Supplied data:
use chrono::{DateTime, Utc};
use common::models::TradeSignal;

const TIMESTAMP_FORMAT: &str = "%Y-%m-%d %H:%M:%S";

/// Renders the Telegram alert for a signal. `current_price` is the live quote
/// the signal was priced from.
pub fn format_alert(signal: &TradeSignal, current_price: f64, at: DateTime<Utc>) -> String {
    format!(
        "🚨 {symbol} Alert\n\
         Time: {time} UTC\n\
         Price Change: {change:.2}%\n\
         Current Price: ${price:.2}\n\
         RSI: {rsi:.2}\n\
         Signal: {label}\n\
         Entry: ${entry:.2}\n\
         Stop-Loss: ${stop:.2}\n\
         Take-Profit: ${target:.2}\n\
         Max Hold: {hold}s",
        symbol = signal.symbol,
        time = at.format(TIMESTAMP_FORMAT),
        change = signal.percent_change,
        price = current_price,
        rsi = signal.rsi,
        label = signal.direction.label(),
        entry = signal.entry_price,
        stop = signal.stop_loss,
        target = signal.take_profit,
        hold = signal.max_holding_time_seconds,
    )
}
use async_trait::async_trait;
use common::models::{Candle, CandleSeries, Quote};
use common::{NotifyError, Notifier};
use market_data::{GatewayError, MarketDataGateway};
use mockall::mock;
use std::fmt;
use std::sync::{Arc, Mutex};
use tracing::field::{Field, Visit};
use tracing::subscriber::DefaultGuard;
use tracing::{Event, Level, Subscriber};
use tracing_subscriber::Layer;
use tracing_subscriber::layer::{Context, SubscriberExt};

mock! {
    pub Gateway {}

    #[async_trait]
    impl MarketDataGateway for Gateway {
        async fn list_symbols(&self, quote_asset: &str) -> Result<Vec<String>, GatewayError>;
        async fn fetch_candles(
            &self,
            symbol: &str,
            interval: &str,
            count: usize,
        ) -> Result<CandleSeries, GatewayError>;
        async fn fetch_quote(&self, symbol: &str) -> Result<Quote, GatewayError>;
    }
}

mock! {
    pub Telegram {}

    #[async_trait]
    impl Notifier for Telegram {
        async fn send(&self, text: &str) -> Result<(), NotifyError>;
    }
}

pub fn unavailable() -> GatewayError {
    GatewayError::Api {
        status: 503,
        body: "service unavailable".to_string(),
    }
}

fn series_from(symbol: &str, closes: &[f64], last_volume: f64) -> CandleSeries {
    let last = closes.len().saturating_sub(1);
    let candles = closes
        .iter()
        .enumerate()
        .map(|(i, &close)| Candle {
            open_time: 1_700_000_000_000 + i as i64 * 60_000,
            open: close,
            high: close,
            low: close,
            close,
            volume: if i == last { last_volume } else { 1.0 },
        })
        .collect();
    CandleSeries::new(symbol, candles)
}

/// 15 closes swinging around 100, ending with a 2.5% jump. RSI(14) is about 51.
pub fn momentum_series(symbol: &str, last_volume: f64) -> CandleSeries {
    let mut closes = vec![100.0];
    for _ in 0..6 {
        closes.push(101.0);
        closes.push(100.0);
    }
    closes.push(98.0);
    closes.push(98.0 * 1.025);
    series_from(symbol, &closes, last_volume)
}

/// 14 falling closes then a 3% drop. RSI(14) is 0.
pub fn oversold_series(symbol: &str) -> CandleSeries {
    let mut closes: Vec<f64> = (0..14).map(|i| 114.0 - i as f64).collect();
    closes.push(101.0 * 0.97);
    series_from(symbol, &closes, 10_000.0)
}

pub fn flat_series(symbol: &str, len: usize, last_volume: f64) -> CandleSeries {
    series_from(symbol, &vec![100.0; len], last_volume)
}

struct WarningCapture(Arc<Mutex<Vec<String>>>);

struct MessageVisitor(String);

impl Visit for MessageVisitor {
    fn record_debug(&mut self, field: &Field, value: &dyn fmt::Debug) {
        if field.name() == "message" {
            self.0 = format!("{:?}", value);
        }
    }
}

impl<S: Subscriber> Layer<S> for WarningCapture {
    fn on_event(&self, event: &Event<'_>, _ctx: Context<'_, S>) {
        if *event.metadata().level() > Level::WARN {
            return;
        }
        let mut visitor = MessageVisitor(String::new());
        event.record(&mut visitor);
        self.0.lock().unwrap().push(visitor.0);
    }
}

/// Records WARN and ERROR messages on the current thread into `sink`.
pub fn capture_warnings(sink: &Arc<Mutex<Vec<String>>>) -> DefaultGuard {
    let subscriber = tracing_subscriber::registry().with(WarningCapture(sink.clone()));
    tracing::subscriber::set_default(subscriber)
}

Work to be completed: The required response is a complete, exact copy of the records.

Your response:
use chrono::{DateTime, Utc};
use common::models::TradeSignal;

const TIMESTAMP_FORMAT: &str = "%Y-%m-%d %H:%M:%S";

/// Renders the Telegram alert for a signal. `current_price` is the live quote
/// the signal was priced from.
pub fn format_alert(signal: &TradeSignal, current_price: f64, at: DateTime<Utc>) -> String {
    format!(
        "🚨 {symbol} Alert\n\
         Time: {time} UTC\n\
         Price Change: {change:.2}%\n\
         Current Price: ${price:.2}\n\
         RSI: {rsi:.2}\n\
         Signal: {label}\n\
         Entry: ${entry:.2}\n\
         Stop-Loss: ${stop:.2}\n\
         Take-Profit: ${target:.2}\n\
         Max Hold: {hold}s",
        symbol = signal.symbol,
        time = at.format(TIMESTAMP_FORMAT),
        change = signal.percent_change,
        price = current_price,
        rsi = signal.rsi,
        label = signal.direction.label(),
        entry = signal.entry_price,
        stop = signal.stop_loss,
        target = signal.take_profit,
        hold = signal.max_holding_time_seconds,
    )
}
use async_trait::async_trait;
use common::models::{Candle, CandleSeries, Quote};
use common::{NotifyError, Notifier};
use market_data::{GatewayError, MarketDataGateway};
use mockall::mock;
use std::fmt;
use std::sync::{Arc, Mutex};
use tracing::field::{Field, Visit};
use tracing::subscriber::DefaultGuard;
use tracing::{Event, Level, Subscriber};
use tracing_subscriber::Layer;
use tracing_subscriber::layer::{Context, SubscriberExt};

mock! {
    pub Gateway {}

    #[async_trait]
    impl MarketDataGateway for Gateway {
        async fn list_symbols(&self, quote_asset: &str) -> Result<Vec<String>, GatewayError>;
        async fn fetch_candles(
            &self,
            symbol: &str,
            interval: &str,
            count: usize,
        ) -> Result<CandleSeries, GatewayError>;
        async fn fetch_quote(&self, symbol: &str) -> Result<Quote, GatewayError>;
    }
}

mock! {
    pub Telegram {}

    #[async_trait]
    impl Notifier for Telegram {
        async fn send(&self, text: &str) -> Result<(), NotifyError>;
    }
}

pub fn unavailable() -> GatewayError {
    GatewayError::Api {
        status: 503,
        body: "service unavailable".to_string(),
    }
}

fn series_from(symbol: &str, closes: &[f64], last_volume: f64) -> CandleSeries {
    let last = closes.len().saturating_sub(1);
    let candles = closes
        .iter()
        .enumerate()
        .map(|(i, &close)| Candle {
            open_time: 1_700_000_000_000 + i as i64 * 60_000,
            open: close,
            high: close,
            low: close,
            close,
            volume: if i == last { last_volume } else { 1.0 },
        })
        .collect();
    CandleSeries::new(symbol, candles)
}

/// 15 closes swinging around 100, ending with a 2.5% jump. RSI(14) is about 51.
pub fn momentum_series(symbol: &str, last_volume: f64) -> CandleSeries {
    let mut closes = vec![100.0];
    for _ in 0..6 {
        closes.push(101.0);
        closes.push(100.0);
    }
    closes.push(98.0);
    closes.push(98.0 * 1.025);
    series_from(symbol, &closes, last_volume)
}

/// 14 falling closes then a 3% drop. RSI(14) is 0.
pub fn oversold_series(symbol: &str) -> CandleSeries {
    let mut closes: Vec<f64> = (0..14).map(|i| 114.0 - i as f64).collect();
    closes.push(101.0 * 0.97);
    series_from(symbol, &closes, 10_000.0)
}

pub fn flat_series(symbol: &str, len: usize, last_volume: f64) -> CandleSeries {
    series_from(symbol, &vec![100.0; len], last_volume)
}

struct WarningCapture(Arc<Mutex<Vec<String>>>);

struct MessageVisitor(String);

impl Visit for MessageVisitor {
    fn record_debug(&mut self, field: &Field, value: &dyn fmt::Debug) {
        if field.name() == "message" {
            self.0 = format!("{:?}", value);
        }
    }
}

impl<S: Subscriber> Layer<S> for WarningCapture {
    fn on_event(&self, event: &Event<'_>, _ctx: Context<'_, S>) {
        if *event.metadata().level() > Level::WARN {
            return;
        }
        let mut visitor = MessageVisitor(String::new());
        event.record(&mut visitor);
        self.0.lock().unwrap().push(visitor.0);
    }
}

/// Records WARN and ERROR messages on the current thread into `sink`.
pub fn capture_warnings(sink: &Arc<Mutex<Vec<String>>>) -> DefaultGuard {
    let subscriber = tracing_subscriber::registry().with(WarningCapture(sink.clone()));
    tracing::subscriber::set_default(subscriber)
}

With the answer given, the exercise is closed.